Bacteriën gedijen in zeer vijandige milieus

Op aarde zijn extreme milieus te vinden waar zelfs de taaiste en best uitgeruste avonturiers het loodje zouden leggen. Maar de bikkels onder de organismen, bacteriën, draaien hun hand niet om voor intense straling, een tekort aan zuurstof of bijtend zuur.

Marianentrog

De bodem van de Marianentrog, de diepste plek op aarde, ligt 11 kilometer onder de zeespiegel. De druk per cm2 komt overeen met een volwassen olifant die met zijn hele gewicht op je duim staat.

Er komt geen zonlicht op de bodem en de temperatuur ligt rond de 1 °C, maar toch leven er verschillende micro-organismen in de trog. Een team onderzoekers heeft zelfs aanwijzingen gevonden dat er hier meer bacteriële activiteit voorkomt dan op minder diepe plekken.

Dat komt vermoedelijk omdat organisch materiaal van dode dieren naar beneden zakt en zich ophoopt op de bodem van de trechtervormige trog. Daar kunnen de bacteriën van eten.

Mponeng-mijn

© Bloomberg/Getty Images

De Mponeng-mijn in Zuid-Afrika ligt 3 kilometer onder het aardoppervlak en is daarmee de diepste mijn ter wereld. Zuurstof en zonlicht zijn ver te zoeken, en de gangen staan vol bijtend zuur grondwater. Bovendien is het er 60 °C en is de straling van uraniumhoudende mineralen intens.

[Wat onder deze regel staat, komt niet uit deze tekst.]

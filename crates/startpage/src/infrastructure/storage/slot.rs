//! Concrete [`KeyValueStore`] implementations.
//!
//! - [`FileSlot`]: one JSON text file per key under
//!   `<data_dir>/<origin>/<key>.json`.  Writes go to a temporary file first and
//!   are renamed into place, so a crash mid-write never leaves a truncated
//!   document behind.
//! - [`MemorySlot`]: a `HashMap`, for tests and for running without a disk.
//!
//! Both enforce an optional quota on the total number of bytes stored for the
//! origin, mirroring browser local storage.

use std::collections::HashMap;
use std::io;
use std::path::{Path, PathBuf};

use tracing::{debug, warn};

use crate::application::persistence::{KeyValueStore, SlotError};

const EXTENSION: &str = "json";

/// Encodes `name` as a file name.
///
/// ASCII letters, digits and `-` are kept; every other byte, `_` included,
/// becomes `_XX` in upper-case hex.  Distinct names always give distinct
/// stems, and no stem contains a path separator or a dot.
fn file_stem(name: &str) -> String {
    let mut stem = String::with_capacity(name.len());
    for byte in name.bytes() {
        if byte.is_ascii_alphanumeric() || byte == b'-' {
            stem.push(char::from(byte));
        } else {
            stem.push_str(&format!("_{byte:02X}"));
        }
    }
    stem
}

fn check_quota(quota: Option<u64>, others: u64, value: &str) -> Result<(), SlotError> {
    let Some(quota) = quota else {
        return Ok(());
    };
    let needed = others.saturating_add(value.len() as u64);
    if needed > quota {
        return Err(SlotError::QuotaExceeded { needed, quota });
    }
    Ok(())
}

// ── FileSlot ──────────────────────────────────────────────────────────────────

/// File-backed slot scoped to one origin directory.
#[derive(Debug, Clone)]
pub struct FileSlot {
    dir: PathBuf,
    quota: Option<u64>,
}

impl FileSlot {
    /// Creates a slot rooted at `<data_dir>/<origin>`.
    ///
    /// Nothing is created on disk until the first write.
    pub fn new(data_dir: impl AsRef<Path>, origin: &str, quota: Option<u64>) -> Self {
        Self {
            dir: data_dir.as_ref().join(file_stem(origin)),
            quota,
        }
    }

    /// The origin directory.
    pub fn dir(&self) -> &Path {
        &self.dir
    }

    fn path_for(&self, key: &str) -> PathBuf {
        self.dir.join(format!("{}.{EXTENSION}", file_stem(key)))
    }

    fn unavailable(&self, path: &Path, source: io::Error) -> SlotError {
        SlotError::Unavailable {
            location: path.display().to_string(),
            source,
        }
    }

    /// Bytes stored under every key except `key`.
    fn bytes_excluding(&self, key: &str) -> Result<u64, SlotError> {
        let skip = self.path_for(key);
        let entries = match std::fs::read_dir(&self.dir) {
            Ok(entries) => entries,
            Err(e) if e.kind() == io::ErrorKind::NotFound => return Ok(0),
            Err(e) => return Err(self.unavailable(&self.dir, e)),
        };

        let mut total = 0u64;
        for entry in entries {
            let entry = entry.map_err(|e| self.unavailable(&self.dir, e))?;
            let path = entry.path();
            if path == skip || path.extension().and_then(|e| e.to_str()) != Some(EXTENSION) {
                continue;
            }
            let meta = entry.metadata().map_err(|e| self.unavailable(&path, e))?;
            total = total.saturating_add(meta.len());
        }
        Ok(total)
    }
}

impl KeyValueStore for FileSlot {
    fn get_item(&self, key: &str) -> Result<Option<String>, SlotError> {
        let path = self.path_for(key);
        match std::fs::read_to_string(&path) {
            Ok(text) => {
                debug!(path = %path.display(), bytes = text.len(), "slot read");
                Ok(Some(text))
            }
            Err(e) if e.kind() == io::ErrorKind::NotFound => Ok(None),
            Err(e) => Err(self.unavailable(&path, e)),
        }
    }

    fn set_item(&mut self, key: &str, value: &str) -> Result<(), SlotError> {
        if self.quota.is_some() {
            check_quota(self.quota, self.bytes_excluding(key)?, value)?;
        }

        std::fs::create_dir_all(&self.dir).map_err(|e| self.unavailable(&self.dir, e))?;

        let path = self.path_for(key);
        let tmp = path.with_extension(format!("{EXTENSION}.tmp"));
        std::fs::write(&tmp, value).map_err(|e| self.unavailable(&tmp, e))?;
        if let Err(e) = std::fs::rename(&tmp, &path) {
            warn!(path = %tmp.display(), "rename failed, removing temporary file");
            std::fs::remove_file(&tmp).ok();
            return Err(self.unavailable(&path, e));
        }

        debug!(path = %path.display(), bytes = value.len(), "slot written");
        Ok(())
    }
}

// ── MemorySlot ────────────────────────────────────────────────────────────────

/// In-memory slot.
#[derive(Debug, Clone, Default)]
pub struct MemorySlot {
    items: HashMap<String, String>,
    quota: Option<u64>,
    disabled: bool,
}

impl MemorySlot {
    pub fn new() -> Self {
        Self::default()
    }

    /// A slot that refuses writes exceeding `quota` bytes in total.
    pub fn with_quota(quota: u64) -> Self {
        Self {
            quota: Some(quota),
            ..Self::default()
        }
    }

    /// A slot on which every call fails, like storage disabled by policy.
    pub fn disabled() -> Self {
        Self {
            disabled: true,
            ..Self::default()
        }
    }

    /// Seeds `key` with `value`, bypassing the quota.
    pub fn with_item(mut self, key: &str, value: impl Into<String>) -> Self {
        self.items.insert(key.to_string(), value.into());
        self
    }

    /// Direct read access for inspection.
    pub fn peek(&self, key: &str) -> Option<&str> {
        self.items.get(key).map(String::as_str)
    }

    fn check_enabled(&self) -> Result<(), SlotError> {
        if self.disabled {
            return Err(SlotError::Unavailable {
                location: "memory".to_string(),
                source: io::Error::new(io::ErrorKind::PermissionDenied, "storage is disabled"),
            });
        }
        Ok(())
    }
}

impl KeyValueStore for MemorySlot {
    fn get_item(&self, key: &str) -> Result<Option<String>, SlotError> {
        self.check_enabled()?;
        Ok(self.items.get(key).cloned())
    }

    fn set_item(&mut self, key: &str, value: &str) -> Result<(), SlotError> {
        self.check_enabled()?;
        let others: u64 = self
            .items
            .iter()
            .filter(|(k, _)| k.as_str() != key)
            .map(|(_, v)| v.len() as u64)
            .sum();
        check_quota(self.quota, others, value)?;
        self.items.insert(key.to_string(), value.to_string());
        Ok(())
    }
}

// ── Tests ─────────────────────────────────────────────────────────────────────

#[cfg(test)]
mod tests {
    use super::*;
    use uuid::Uuid;

    fn temp_data_dir() -> PathBuf {
        std::env::temp_dir().join(format!("startpage_slot_{}", Uuid::new_v4()))
    }

    // ── FileSlot ──────────────────────────────────────────────────────────────

    #[test]
    fn test_file_slot_missing_key_reads_none() {
        let slot = FileSlot::new(temp_data_dir(), "default", None);
        assert_eq!(slot.get_item("startpage").unwrap(), None);
    }

    #[test]
    fn test_file_slot_write_then_read() {
        // Arrange
        let data_dir = temp_data_dir();
        let mut slot = FileSlot::new(&data_dir, "default", None);

        // Act
        slot.set_item("startpage", r#"{"version":2}"#).unwrap();

        // Assert
        assert_eq!(
            slot.get_item("startpage").unwrap().as_deref(),
            Some(r#"{"version":2}"#)
        );
        assert!(data_dir.join("default").join("startpage.json").is_file());
        assert!(!data_dir.join("default").join("startpage.json.tmp").exists());

        std::fs::remove_dir_all(&data_dir).ok();
    }

    #[test]
    fn test_file_slot_overwrites_previous_value() {
        let data_dir = temp_data_dir();
        let mut slot = FileSlot::new(&data_dir, "default", None);

        slot.set_item("startpage", "first").unwrap();
        slot.set_item("startpage", "second").unwrap();

        assert_eq!(slot.get_item("startpage").unwrap().as_deref(), Some("second"));
        std::fs::remove_dir_all(&data_dir).ok();
    }

    #[test]
    fn test_file_slot_origins_are_isolated() {
        let data_dir = temp_data_dir();
        let mut home = FileSlot::new(&data_dir, "home", None);
        let work = FileSlot::new(&data_dir, "work", None);

        home.set_item("startpage", "home data").unwrap();

        assert_eq!(work.get_item("startpage").unwrap(), None);
        std::fs::remove_dir_all(&data_dir).ok();
    }

    #[test]
    fn test_file_slot_origin_cannot_escape_data_dir() {
        let slot = FileSlot::new("/data", "../etc", None);
        assert_eq!(slot.dir(), Path::new("/data/_2E_2E_2Fetc"));
    }

    #[test]
    fn test_file_slot_similar_origins_do_not_share_a_slot() {
        // Arrange
        let data_dir = temp_data_dir();
        let mut dotted = FileSlot::new(&data_dir, "work.example", None);
        let underscored = FileSlot::new(&data_dir, "work_example", None);
        let slashed = FileSlot::new(&data_dir, "work/example", None);

        // Act
        dotted.set_item("startpage", "dotted data").unwrap();

        // Assert
        assert_eq!(underscored.get_item("startpage").unwrap(), None);
        assert_eq!(slashed.get_item("startpage").unwrap(), None);
        assert_ne!(dotted.dir(), underscored.dir());
        assert_ne!(dotted.dir(), slashed.dir());
        std::fs::remove_dir_all(&data_dir).ok();
    }

    #[test]
    fn test_file_stem_encodes_non_ascii_bytes() {
        assert_ne!(file_stem("café"), file_stem("cafè"));
        assert_eq!(file_stem("café"), "caf_C3_A9");
        assert_eq!(file_stem("default"), "default");
    }

    #[test]
    fn test_file_slot_quota_counts_other_keys() {
        // Arrange
        let data_dir = temp_data_dir();
        let mut slot = FileSlot::new(&data_dir, "default", Some(10));
        slot.set_item("categories", "123456").unwrap();

        // Act
        let result = slot.set_item("startpage", "12345");

        // Assert
        assert!(matches!(
            result,
            Err(SlotError::QuotaExceeded {
                needed: 11,
                quota: 10
            })
        ));
        assert_eq!(slot.get_item("startpage").unwrap(), None);
        std::fs::remove_dir_all(&data_dir).ok();
    }

    #[test]
    fn test_file_slot_quota_ignores_value_being_replaced() {
        let data_dir = temp_data_dir();
        let mut slot = FileSlot::new(&data_dir, "default", Some(8));

        slot.set_item("startpage", "12345678").unwrap();
        let result = slot.set_item("startpage", "87654321");

        assert!(result.is_ok());
        std::fs::remove_dir_all(&data_dir).ok();
    }

    #[test]
    fn test_file_slot_unreadable_entry_is_unavailable() {
        // A directory where the key's file should be cannot be read as text.
        let data_dir = temp_data_dir();
        std::fs::create_dir_all(data_dir.join("default").join("startpage.json")).unwrap();
        let slot = FileSlot::new(&data_dir, "default", None);

        let result = slot.get_item("startpage");

        assert!(matches!(result, Err(SlotError::Unavailable { .. })));
        std::fs::remove_dir_all(&data_dir).ok();
    }

    // ── MemorySlot ────────────────────────────────────────────────────────────

    #[test]
    fn test_memory_slot_round_trip() {
        let mut slot = MemorySlot::new();

        slot.set_item("startpage", "value").unwrap();

        assert_eq!(slot.get_item("startpage").unwrap().as_deref(), Some("value"));
        assert_eq!(slot.peek("startpage"), Some("value"));
    }

    #[test]
    fn test_memory_slot_quota_exceeded_keeps_old_value() {
        let mut slot = MemorySlot::with_quota(4).with_item("startpage", "old");

        let result = slot.set_item("startpage", "too long");

        assert!(matches!(result, Err(SlotError::QuotaExceeded { .. })));
        assert_eq!(slot.peek("startpage"), Some("old"));
    }

    #[test]
    fn test_memory_slot_disabled_fails_reads_and_writes() {
        let mut slot = MemorySlot::disabled();

        assert!(matches!(
            slot.get_item("startpage"),
            Err(SlotError::Unavailable { .. })
        ));
        assert!(matches!(
            slot.set_item("startpage", "x"),
            Err(SlotError::Unavailable { .. })
        ));
    }
}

De bacterie Candidatus Desulforudis audaxviator maakt gebruik van het feit dat de straling het grondwater splitst in radicalen, die met zwavelmineralen uit het gesteente reageren. Daarbij ontstaan sulfaationen die de bacterie opneemt.

Antarctica

© Shutterstock

De ijswoestijnen van de Zuidpool zijn niet gemaakt voor leven. Een paar maanden per jaar laat de zon zich niet zien, de temperatuur kan tot -90 °C dalen en het landschap is dor en dood.

Maar zelfs zonder zonlicht en water weten bacteriën te overleven door energie uit de gassen in de atmosfeer te halen. Dankzij speciale genen kunnen ze waterstof, koolwaterstoffen en kooldioxide omzetten in energie.